Мы вышли из машины и тихонько пошли за Алексеем. Когда впереди показался клен, широко раскинувший свою могучую крону, передо мною как живой встал Гриша Проценко. Здесь, будучи смертельно раненным, он просил нас в последние минуты не оставлять его тела на поругание фашистам.
— Вася, — тихо сказал Алексей Васильевич, — наш дорогой друг покоится здесь с тех пор, как мы его с тобой похоронили. Эти цветы посадили дети из нашего села. Они часто приходят сюда, приносят венки. Гриша Проценко был настоящим патриотом, сыном своей великой Родины, за которую отдал жизнь.
ПОГАСШИЙ СВЕТ ЗАЖЕГСЯ ВНОВЬ
Неожиданно меня сковала болезнь. Это случилось в 1949 году. Все быстрее и быстрее я стал уставать, приходил с работы разбитым, с трудом поднимался утром. Болели глаза. Зрение катастрофически ухудшалось. Сказывались старые раны, тяжелая партизанская жизнь.
— Ты переутомился, — говорили мне товарищи по работе. — Надо немедленно показаться врачам.
Опытные алма-атинские врачи обнаружили у меня опасное заболевание глаз и предупредили, что нужна срочная операция. Собираюсь в Одессу, к академику Филатову. Имя всемирно известного академика внушало большие надежды. Не теряя времени, отправляюсь в путь, но по дороге в Москву меня разбил паралич. Отнялись руки. В Москве я был срочно помещен в глазной институт имени Гельмгольца. Около месяца я пролежал в постели.
Врачи сделали все возможное, и вскоре я стал уже самостоятельно передвигаться. Врачебный консилиум решил направить меня на лечение в Одессу.

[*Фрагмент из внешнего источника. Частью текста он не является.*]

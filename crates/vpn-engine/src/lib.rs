// ============================================
// File: crates/vpn-engine/src/lib.rs
// ============================================
//! # VPN Engine Library
//!
//! ## Creation Reason
//! Provides the engine behind the `vpn-engine` binary: server directory
//! management plus a single guarded connection session.
//!
//! ## Main Functionality
//!
//! ### Modules
//! - [`config`]: Engine configuration management
//! - [`engine`]: Facade used by every command
//! - [`commands`]: Command parsing and output rendering
//! - [`services`]: Business logic services
//!   - [`services::session`]: Connection session state machine
//!   - [`services::events`]: Session events
//! - [`error`]: Engine-specific error types
//!
//! ## Architecture Overview
//! ```text
//! ┌─────────────────────────────────────────────────────────────┐
//! │                        vpn-engine                           │
//! ├─────────────────────────────────────────────────────────────┤
//! │                                                             │
//! │  ┌─────────────┐     ┌─────────────┐     ┌──────────────┐  │
//! │  │   Config    │────►│   Engine    │◄────│   Commands   │  │
//! │  └─────────────┘     └──────┬──────┘     └──────────────┘  │
//! │                             │                               │
//! │              ┌──────────────┴──────────────┐                │
//! │              ▼                             ▼                │
//! │  ┌──────────────────────┐     ┌──────────────────────────┐ │
//! │  │  DirectoryFetcher    │     │   ConnectionSession      │ │
//! │  │  (vpn-directory)     │     │   + PhaseDriver          │ │
//! │  └──────────────────────┘     └──────────────────────────┘ │
//! └─────────────────────────────────────────────────────────────┘
//! ```
//!
//! ## ⚠️ Important Note for Next Developer
//! - stdout belongs to command output, logs go to stderr
//! - Configuration changes require restart (no hot-reload)
//!
//! ## Last Modified
//! v0.1.0 - Initial engine library

#![warn(missing_docs)]
#![warn(clippy::all)]
#![allow(clippy::module_name_repetitions)]

pub mod commands;
pub mod config;
pub mod engine;
pub mod error;
pub mod services;

// Re-export primary types
pub use commands::Command;
pub use config::EngineConfig;
pub use engine::Engine;
pub use error::{EngineError, Result};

Скорый поезд приближался к Киеву. Как ни торопился я в Одессу, но все же решил остановиться в Киеве, повидать своих друзей-партизан. Из Москвы я телеграфировал товарищам. Встреча с друзьями радовала и страшила меня. Что скажут они, увидев больного, измученного человека вместо крепкого, бравого партизана, которого знали раньше? По дороге я не перестаю надоедать сопровождающей меня медицинской сестре:
— Скоро ли Киев?
— Сколько осталось до Киева?
Наконец поезд останавливается у киевского вокзала. Но тут иссякают и мои напряженные до предела силы. Я чувствую, что ноги и руки снова отказываются служить мне. Опять похоже на паралич… Вдруг слышу, кто-то окликает меня, и в следующее мгновение я оказываюсь на перроне, в кругу товарищей. Они не дали мне сойти, сняли со ступенек вагона. В душе я был очень благодарен им за такую бесцеремонность: сойти у меня не хватило бы сил.

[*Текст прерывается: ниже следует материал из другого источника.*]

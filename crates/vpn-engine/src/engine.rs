// ============================================
// File: crates/vpn-engine/src/engine.rs
// ============================================
//! # Engine Facade
//!
//! ## Creation Reason
//! One object behind every CLI command: wires the directory cache, the
//! fetcher and the connection session together from configuration.
//!
//! ## Main Functionality
//! - `Engine::list`: Cached directory (placeholder if none)
//! - `Engine::fetch_public`: Refresh from the remote feed
//! - `Engine::connect` / `disconnect`: Validated session control
//! - `Engine::status`: Session snapshot
//! - `Engine::shutdown`: Cancels in-flight fetches
//!
//! ## Lifecycle
//! 1. Create with `Engine::new(config, events)`
//! 2. Call commands, concurrently if needed (`Engine` is `Send + Sync`)
//! 3. `shutdown()` before exit
//!
//! ## ⚠️ Important Note for Next Developer
//! - Identifiers are validated here, before the session sees them
//! - Fetch failures degrade to `[]` and leave the cache untouched
//!
//! ## Last Modified
//! v0.1.0 - Initial engine facade

use std::path::Path;
use std::sync::Arc;

use tokio::sync::broadcast;
use tracing::{info, warn};

use vpn_common::ServerId;
use vpn_directory::{
    DirectoryCache, DirectoryError, DirectoryFetcher, DirectoryRecord, DirectorySource, HttpSource,
};

use crate::config::EngineConfig;
use crate::error::{EngineError, Result};
use crate::services::{
    ConnectionSession, PendingConnect, PhaseDriver, SessionEventSender, SessionSnapshot,
    SimulatedDriver,
};

// ============================================
// Engine
// ============================================

/// Directory and session engine.
pub struct Engine {
    /// Engine configuration.
    config: EngineConfig,
    /// Directory fetcher, owns the cache.
    fetcher: DirectoryFetcher,
    /// The single connection session.
    session: ConnectionSession,
    /// Shutdown signal sender.
    shutdown_tx: broadcast::Sender<()>,
}

impl Engine {
    /// Creates an engine with the HTTP source and the simulated driver.
    ///
    /// # Errors
    /// Returns error if the HTTP client cannot be built.
    pub fn new(config: EngineConfig, events: SessionEventSender) -> Result<Self> {
        let source = HttpSource::new(config.directory.request_timeout_secs)?;
        let driver = SimulatedDriver::new(
            config.session.phase_delay(),
            config.session.teardown_delay(),
        );
        Ok(Self::with_parts(config, Arc::new(source), Arc::new(driver), events))
    }

    /// Loads configuration from `path` (defaults if absent) and creates an
    /// engine from it.
    ///
    /// # Errors
    /// - `ConfigLoad` / `ConfigInvalid` if the file exists but is unusable
    /// - Same as [`new`](Self::new) otherwise
    pub async fn open(path: impl AsRef<Path>, events: SessionEventSender) -> Result<Self> {
        let config = EngineConfig::load_or_default(path).await?;
        Self::new(config, events)
    }

    /// Creates an engine from explicit parts.
    pub fn with_parts(
        config: EngineConfig,
        source: Arc<dyn DirectorySource>,
        driver: Arc<dyn PhaseDriver>,
        events: SessionEventSender,
    ) -> Self {
        let cache = DirectoryCache::new(&config.cache.dir, &config.cache.file_name);
        let (shutdown_tx, _) = broadcast::channel(1);
        Self {
            fetcher: DirectoryFetcher::new(source, cache),
            session: ConnectionSession::new(driver, events),
            config,
            shutdown_tx,
        }
    }

    /// Engine configuration.
    #[must_use]
    pub fn config(&self) -> &EngineConfig {
        &self.config
    }

    /// The connection session.
    #[must_use]
    pub fn session(&self) -> &ConnectionSession {
        &self.session
    }

    /// Returns the cached directory, or the placeholder record.
    pub async fn list(&self) -> Vec<DirectoryRecord> {
        let cache = self.fetcher.cache().clone();
        tokio::task::spawn_blocking(move || cache.load())
            .await
            .unwrap_or_else(|e| {
                warn!(error = %e, "Directory cache reader failed");
                vec![DirectoryRecord::placeholder()]
            })
    }

    /// Refreshes the directory from `url` (configured source if `None`).
    ///
    /// Returns `[]` on any failure, including shutdown.
    pub async fn fetch_public(&self, url: Option<&str>) -> Vec<DirectoryRecord> {
        let url = url.unwrap_or(&self.config.directory.source_url);
        match self.try_fetch_public(url).await {
            Ok(records) => records,
            Err(e) => {
                warn!(url = %url, error = %e, "Public directory fetch failed");
                Vec::new()
            }
        }
    }

    /// Typed form of [`fetch_public`](Self::fetch_public).
    ///
    /// # Errors
    /// Returns the directory error, `Cancelled` on shutdown.
    pub async fn try_fetch_public(
        &self,
        url: &str,
    ) -> std::result::Result<Vec<DirectoryRecord>, DirectoryError> {
        let mut shutdown = self.shutdown_tx.subscribe();
        let records = self.fetcher.fetch_until(url, &mut shutdown).await?;
        info!(url = %url, count = records.len(), "Public directory refreshed");
        Ok(records)
    }

    /// Validates `raw_id` and connects to it.
    ///
    /// # Errors
    /// - `InvalidId` if `raw_id` is not a valid identifier (session untouched)
    /// - Any session error from `ConnectionSession::connect`
    pub async fn connect(&self, raw_id: &str) -> Result<()> {
        let pending = self.begin_connect(raw_id)?;
        self.session.finish_connect(pending).await
    }

    /// Validates `raw_id` and claims the session for it, without running
    /// the connect phases. Finish with [`finish_connect`](Self::finish_connect).
    ///
    /// # Errors
    /// - `InvalidId` if `raw_id` is not a valid identifier (session untouched)
    /// - `InvalidTransition` unless the session is `Disconnected`
    pub fn begin_connect(&self, raw_id: &str) -> Result<PendingConnect> {
        let id = ServerId::parse(raw_id).map_err(|e| {
            warn!(error = %e, "Rejected server id");
            EngineError::from_validation(e)
        })?;
        self.session.begin_connect(id)
    }

    /// Runs a connect claimed by [`begin_connect`](Self::begin_connect).
    ///
    /// # Errors
    /// Any session error from `ConnectionSession::finish_connect`.
    pub async fn finish_connect(&self, pending: PendingConnect) -> Result<()> {
        self.session.finish_connect(pending).await
    }

    /// Disconnects or cancels an in-flight connect.
    ///
    /// # Errors
    /// `InvalidTransition` if there is nothing to disconnect.
    pub async fn disconnect(&self) -> Result<()> {
        self.session.disconnect().await
    }

    /// Current session state.
    #[must_use]
    pub fn status(&self) -> SessionSnapshot {
        self.session.snapshot()
    }

    /// Cancels in-flight fetches.
    pub fn shutdown(&self) {
        info!("Engine shutting down");
        let _ = self.shutdown_tx.send(());
    }
}

// ============================================
// Tests
// ============================================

Стою на перроне и сквозь невольно набежавшие слезы разглядываю друзей. Вот Надежда Ивановна Воронецкая — партизанка нашего отряда. Это ей я посылал телеграмму из Москвы. Меня пришли встречать бывший комиссар партизанского соединения Ломако, Крячек и многие другие.
— Что же это ты, друг, в партизанах ни разу, не болел, а тут сдал? Изнежился, наверное, дома? — шутит Крячек, но, как врач, он великолепно понимает мое плачевное состояние. Сразу же с вокзала друзья отвезли меня в Октябрьскую больницу, где работал теперь Крячек. То ли встреча с друзьями, то ли искусство врачей, а скорее всего то и другое, помогают мне: через несколько дней я поднимаюсь с постели, хожу, и мне настойчиво советуют продолжать путь в Одессу.

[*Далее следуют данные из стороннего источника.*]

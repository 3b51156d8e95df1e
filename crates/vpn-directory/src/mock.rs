// ============================================
// File: crates/vpn-directory/src/mock.rs
// ============================================
//! # Mock Directory Source
//!
//! ## Creation Reason
//! Scripted feed responses for fetcher and engine tests, no network needed.
//!
//! ## Usage in Tests
//! ```
//! use vpn_directory::mock::MockSource;
//! use vpn_directory::DirectorySource;
//!
//! # #[tokio::main(flavor = "current_thread")]
//! # async fn main() {
//! let source = MockSource::new();
//! source.push_body("host,1.2.3.4,0,0,5000000,Germany,DE,x");
//!
//! let body = source.fetch_text("http://feed.test/").await.unwrap();
//! assert!(body.contains("Germany"));
//! assert_eq!(source.requests(), vec!["http://feed.test/".to_string()]);
//! # }
//! ```
//!
//! ## ⚠️ Important Note for Next Developer
//! - For tests only
//! - An empty script answers with an `Http` error
//!
//! ## Last Modified
//! v0.1.0 - Initial mock source

use std::collections::VecDeque;
use std::time::Duration;

use async_trait::async_trait;
use parking_lot::Mutex;

use crate::error::{DirectoryError, Result};
use crate::source::DirectorySource;

/// One scripted answer.
#[derive(Debug)]
enum Scripted {
    Body(String),
    Error(DirectoryError),
}

/// Mock source returning queued bodies or errors in order.
#[derive(Debug, Default)]
pub struct MockSource {
    script: Mutex<VecDeque<Scripted>>,
    requests: Mutex<Vec<String>>,
    delay: Mutex<Option<Duration>>,
}

impl MockSource {
    /// Creates a mock with an empty script.
    #[must_use]
    pub fn new() -> Self {
        Self::default()
    }

    /// Queues a successful body.
    pub fn push_body(&self, body: impl Into<String>) {
        self.script.lock().push_back(Scripted::Body(body.into()));
    }

    /// Queues a failure.
    pub fn push_error(&self, err: DirectoryError) {
        self.script.lock().push_back(Scripted::Error(err));
    }

    /// Makes every request sleep before answering.
    pub fn set_delay(&self, delay: Duration) {
        *self.delay.lock() = Some(delay);
    }

    /// URLs requested so far.
    #[must_use]
    pub fn requests(&self) -> Vec<String> {
        self.requests.lock().clone()
    }
}

#[async_trait]
impl DirectorySource for MockSource {
    async fn fetch_text(&self, url: &str) -> Result<String> {
        self.requests.lock().push(url.to_string());

        let delay = *self.delay.lock();
        if let Some(delay) = delay {
            tokio::time::sleep(delay).await;
        }

        match self.script.lock().pop_front() {
            Some(Scripted::Body(body)) => Ok(body),
            Some(Scripted::Error(err)) => Err(err),
            None => Err(DirectoryError::http(url, "mock script exhausted")),
        }
    }
}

Яковенко Василий Петрович — партизан-разведчик.
Во время празднования 300-летия воссоединения Украины с Россией.
Но мне не хотелось торопиться с отъездом. Я давно собирался повидать заместителя Председателя Президиума Верховного Совета Украины Сидора Артемьевича Ковпака, — легендарного командира партизан. Наша встреча наконец состоялась. Принял меня Сидор Артемьевич тепло, ласково.